> Task inputs:
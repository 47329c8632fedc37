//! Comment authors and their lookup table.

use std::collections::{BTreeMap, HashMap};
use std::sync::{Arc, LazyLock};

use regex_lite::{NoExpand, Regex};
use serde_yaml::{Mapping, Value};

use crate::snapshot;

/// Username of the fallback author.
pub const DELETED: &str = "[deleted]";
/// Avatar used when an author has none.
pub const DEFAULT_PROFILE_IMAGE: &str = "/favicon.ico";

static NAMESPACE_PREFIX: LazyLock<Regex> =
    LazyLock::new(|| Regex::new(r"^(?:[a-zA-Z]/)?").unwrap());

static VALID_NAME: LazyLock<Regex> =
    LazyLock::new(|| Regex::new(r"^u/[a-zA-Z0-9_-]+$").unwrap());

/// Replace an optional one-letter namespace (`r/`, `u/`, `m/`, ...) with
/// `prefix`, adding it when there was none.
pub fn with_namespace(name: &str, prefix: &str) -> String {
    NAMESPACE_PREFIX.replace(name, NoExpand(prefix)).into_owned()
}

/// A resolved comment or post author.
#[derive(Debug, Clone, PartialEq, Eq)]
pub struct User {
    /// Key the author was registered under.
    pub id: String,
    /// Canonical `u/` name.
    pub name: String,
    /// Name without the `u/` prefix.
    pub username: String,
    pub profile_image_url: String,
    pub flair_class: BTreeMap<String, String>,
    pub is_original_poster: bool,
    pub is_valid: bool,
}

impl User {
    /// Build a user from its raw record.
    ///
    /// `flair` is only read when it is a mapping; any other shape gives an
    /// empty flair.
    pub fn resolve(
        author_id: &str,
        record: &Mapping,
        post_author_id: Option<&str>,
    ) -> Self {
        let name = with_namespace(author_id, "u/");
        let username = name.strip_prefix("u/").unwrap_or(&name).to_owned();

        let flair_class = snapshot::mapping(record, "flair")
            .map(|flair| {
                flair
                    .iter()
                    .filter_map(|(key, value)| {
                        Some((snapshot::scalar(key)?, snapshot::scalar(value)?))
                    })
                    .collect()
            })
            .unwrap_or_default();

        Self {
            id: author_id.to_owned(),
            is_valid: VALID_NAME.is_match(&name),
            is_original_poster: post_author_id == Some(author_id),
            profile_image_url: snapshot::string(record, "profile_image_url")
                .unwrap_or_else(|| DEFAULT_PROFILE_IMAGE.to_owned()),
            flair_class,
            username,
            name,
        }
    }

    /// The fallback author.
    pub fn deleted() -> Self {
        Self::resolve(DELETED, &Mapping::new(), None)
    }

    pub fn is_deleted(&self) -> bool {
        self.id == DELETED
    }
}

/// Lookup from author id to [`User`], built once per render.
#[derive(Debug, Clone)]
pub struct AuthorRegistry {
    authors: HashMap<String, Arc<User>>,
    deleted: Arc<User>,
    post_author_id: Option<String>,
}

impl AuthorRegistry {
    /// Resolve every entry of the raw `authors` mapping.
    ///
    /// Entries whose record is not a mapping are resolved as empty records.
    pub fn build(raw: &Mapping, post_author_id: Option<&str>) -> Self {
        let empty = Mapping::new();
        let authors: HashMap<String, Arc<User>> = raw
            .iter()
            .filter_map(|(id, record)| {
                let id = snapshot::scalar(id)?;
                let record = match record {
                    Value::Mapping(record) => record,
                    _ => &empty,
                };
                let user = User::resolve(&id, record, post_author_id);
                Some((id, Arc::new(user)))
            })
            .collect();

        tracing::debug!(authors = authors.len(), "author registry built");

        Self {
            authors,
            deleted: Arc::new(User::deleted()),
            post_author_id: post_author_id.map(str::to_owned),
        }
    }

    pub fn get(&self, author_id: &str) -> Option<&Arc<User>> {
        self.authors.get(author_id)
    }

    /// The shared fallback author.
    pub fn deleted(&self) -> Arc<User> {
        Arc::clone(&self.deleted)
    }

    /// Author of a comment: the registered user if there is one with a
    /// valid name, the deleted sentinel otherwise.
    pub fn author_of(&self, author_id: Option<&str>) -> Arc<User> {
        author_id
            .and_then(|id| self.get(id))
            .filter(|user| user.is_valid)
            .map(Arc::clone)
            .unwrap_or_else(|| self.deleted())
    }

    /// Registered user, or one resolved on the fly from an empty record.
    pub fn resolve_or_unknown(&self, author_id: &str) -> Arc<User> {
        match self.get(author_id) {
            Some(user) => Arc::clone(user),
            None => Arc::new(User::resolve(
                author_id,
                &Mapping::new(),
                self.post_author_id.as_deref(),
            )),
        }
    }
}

> Work to complete: Each line from the first line of the listing through the line with "pub const DEFAULT_PROFILE_IMAGE: &str" must be output exactly, both ends included, and no other line may appear.

> Solution for this problem:
repository 47329c8632fedc37
//! Comment authors and their lookup table.

use std::collections::{BTreeMap, HashMap};
use std::sync::{Arc, LazyLock};

use regex_lite::{NoExpand, Regex};
use serde_yaml::{Mapping, Value};

use crate::snapshot;

/// Username of the fallback author.
pub const DELETED: &str = "[deleted]";
/// Avatar used when an author has none.
pub const DEFAULT_PROFILE_IMAGE: &str = "/favicon.ico";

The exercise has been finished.